Tetelestai

God’s covenant with ancient Israel: circumcision/election, passover/redemption, sabbath/holiness. These were the most essential parts of the Law, the Torah. Sabbath came first, at creation, but it became canonized at Sinai.

Sabbath was the sign of holiness to ancient Israel – and yet it belongs to all humanity from the 7th day of creation. The cross is the sign of holiness for Christians. They are related.

Jesus died on the cross right before the Sabbath – an especially holy Sabbath, for it was Passover. Jesus rested from his labors on the Sabbath (Holy Saturday) and rose early at dawn after the Sabbath.

Jesus often broke the Sabbath laws – not for disrespect of the Sabbath, but because the Sabbath had become something external, legalistic, and had lost its meaning. It was no longer holy, it was just a law.
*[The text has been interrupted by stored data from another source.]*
//! Retrying JSON fetches over reqwest.
//!
//! Each attempt races the request against a fresh timer. A network error,
//! timeout, unsuccessful status, or malformed body fails the attempt; failed
//! attempts are retried immediately (no backoff, no jitter) until the retry
//! budget is spent, after which the call degrades to [`FetchOutcome::Absent`].
//! Nothing is ever raised to the caller.

use std::time::{Duration, Instant};

use serde_json::Value;

use crate::config::FetchConfig;
use crate::types::{AttemptError, FetchOptions, FetchOutcome, FetchReport, FetchRequest};

/// HTTP client that retries failed attempts and never returns an error.
#[derive(Clone)]
pub struct RetryingFetcher {
    client: reqwest::Client,
    config: FetchConfig,
}

impl RetryingFetcher {
    /// Create a fetcher with the given defaults.
    ///
    /// Idle connections are not kept, so every attempt is an independent
    /// request.
    pub fn new(config: FetchConfig) -> Self {
        let client = reqwest::Client::builder()
            .user_agent(config.user_agent.as_str())
            .pool_max_idle_per_host(0)
            .build()
            .unwrap_or_else(|e| {
                tracing::warn!("falling back to a default HTTP client: {e}");
                reqwest::Client::default()
            });

        Self { client, config }
    }

    pub fn config(&self) -> &FetchConfig {
        &self.config
    }

    /// Fetch `url` with explicit options, retry count and per-attempt timeout.
    pub async fn fetch(
        &self,
        url: &str,
        options: FetchOptions,
        retries: u32,
        timeout_ms: u64,
    ) -> FetchOutcome {
        let request = FetchRequest::new(url)
            .with_options(options)
            .with_retries(retries)
            .with_timeout(Duration::from_millis(timeout_ms));
        self.execute(&request).await
    }

    /// Fetch `url` with a plain GET and this fetcher's configured defaults.
    pub async fn fetch_data(&self, url: &str) -> FetchOutcome {
        let request = FetchRequest::new(url)
            .with_retries(self.config.retries)
            .with_timeout(self.config.timeout);
        self.execute(&request).await
    }

    /// Run a prepared request and return only its outcome.
    pub async fn execute(&self, request: &FetchRequest) -> FetchOutcome {
        self.run(request).await.outcome
    }

    /// Run a prepared request and report how it went.
    pub async fn run(&self, request: &FetchRequest) -> FetchReport {
        let started = Instant::now();

        if let Err(e) = url::Url::parse(&request.url) {
            tracing::error!("Fetch error: invalid URL '{}': {e}", request.url);
            return FetchReport {
                outcome: FetchOutcome::Absent,
                attempts: 0,
                elapsed: started.elapsed(),
                last_error: None,
            };
        }

        let mut remaining = request.retries;
        let mut attempts = 0u32;

        loop {
            attempts += 1;
            match self.attempt(request).await {
                Ok(value) => {
                    tracing::debug!("fetched {} in {attempts} attempt(s)", request.url);
                    return FetchReport {
                        outcome: FetchOutcome::Parsed(value),
                        attempts,
                        elapsed: started.elapsed(),
                        last_error: None,
                    };
                }
                Err(e) if remaining > 0 => {
                    tracing::warn!(
                        "Retrying {}... {remaining} attempts left ({e})",
                        request.url
                    );
                    remaining -= 1;
                }
                Err(e) => {
                    tracing::error!(
                        "Fetch error: {} failed after {attempts} attempt(s): {e}",
                        request.url
                    );
                    return FetchReport {
                        outcome: FetchOutcome::Absent,
                        attempts,
                        elapsed: started.elapsed(),
                        last_error: Some(e),
                    };
                }
            }
        }
    }

    /// One attempt: send, check status, decode. The timer covers all three;
    /// when it fires the in-flight request is dropped.
    async fn attempt(&self, request: &FetchRequest) -> Result<Value, AttemptError> {
        let exchange = async {
            let response = self.build(request).send().await?;
            let status = response.status();
            if !status.is_success() {
                return Err(AttemptError::Status(status.as_u16()));
            }
            let bytes = response.bytes().await?;
            serde_json::from_slice::<Value>(&bytes).map_err(|e| AttemptError::Parse(e.to_string()))
        };

        match tokio::time::timeout(request.timeout, exchange).await {
            Ok(result) => result,
            Err(_) => Err(AttemptError::Timeout(request.timeout)),
        }
    }

    fn build(&self, request: &FetchRequest) -> reqwest::RequestBuilder {
        let opts = &request.options;
        let mut builder = self.client.request(opts.method.clone(), &request.url);

        for (name, value) in &opts.headers {
            builder = builder.header(name.as_str(), value.as_str());
        }

        if let Some(body) = &opts.body {
            builder = builder.body(body.clone());
        }

        builder
    }
}

impl Default for RetryingFetcher {
    fn default() -> Self {
        Self::new(FetchConfig::default())
    }
}

#[cfg(test)]
mod tests {
    use super::*;

    #[test]
    fn test_fetcher_creation() {
        let fetcher = RetryingFetcher::new(FetchConfig::default());
        assert_eq!(fetcher.config().retries, 3);
        assert_eq!(fetcher.config().timeout, Duration::from_millis(5000));
    }

    #[test]
    fn test_invalid_user_agent_still_builds() {
        let config = FetchConfig {
            user_agent: "bad\nagent".to_string(),
            ..FetchConfig::default()
        };
        let fetcher = RetryingFetcher::new(config);
        assert_eq!(fetcher.config().user_agent, "bad\nagent");
    }

    #[tokio::test]
    async fn test_invalid_url_makes_no_attempt() {
        let fetcher = RetryingFetcher::default();
        let report = fetcher
            .run(&FetchRequest::new("not a url").with_retries(5))
            .await;
        assert!(report.outcome.is_absent());
        assert_eq!(report.attempts, 0);
        assert!(report.last_error.is_none());
    }

    #[tokio::test]
    async fn test_empty_url_is_absent() {
        let fetcher = RetryingFetcher::default();
        let outcome = fetcher.fetch("", FetchOptions::default(), 2, 50).await;
        assert_eq!(outcome, FetchOutcome::Absent);
    }
}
The same has happened to the cross. We wear it as an external adornment. It no longer has any deeper meaning, it’s just a symbol.

The words Jesus speaks in today’s Gospel (Mark 8:34-9:1) strike us as extreme, and they are.

The Lord said: “If anyone wishes to come after me, let him deny himself and take up his cross and follow me. For whoever would save his life will lose it; and whoever loses his life for my sake and the gospel’s will save it. For what does it profit a man, to gain the whole world and forfeit his life? For what can a man give in return for his life? For whoever is ashamed of me and my words in this adulterous and sinful generation, of him will the Son of man also be ashamed, when he comes in the glory of his Father with the holy angels.” And he said to them, “Truly, I say to you, there are some standing here who will not taste death before they see the kingdom of God come with power.”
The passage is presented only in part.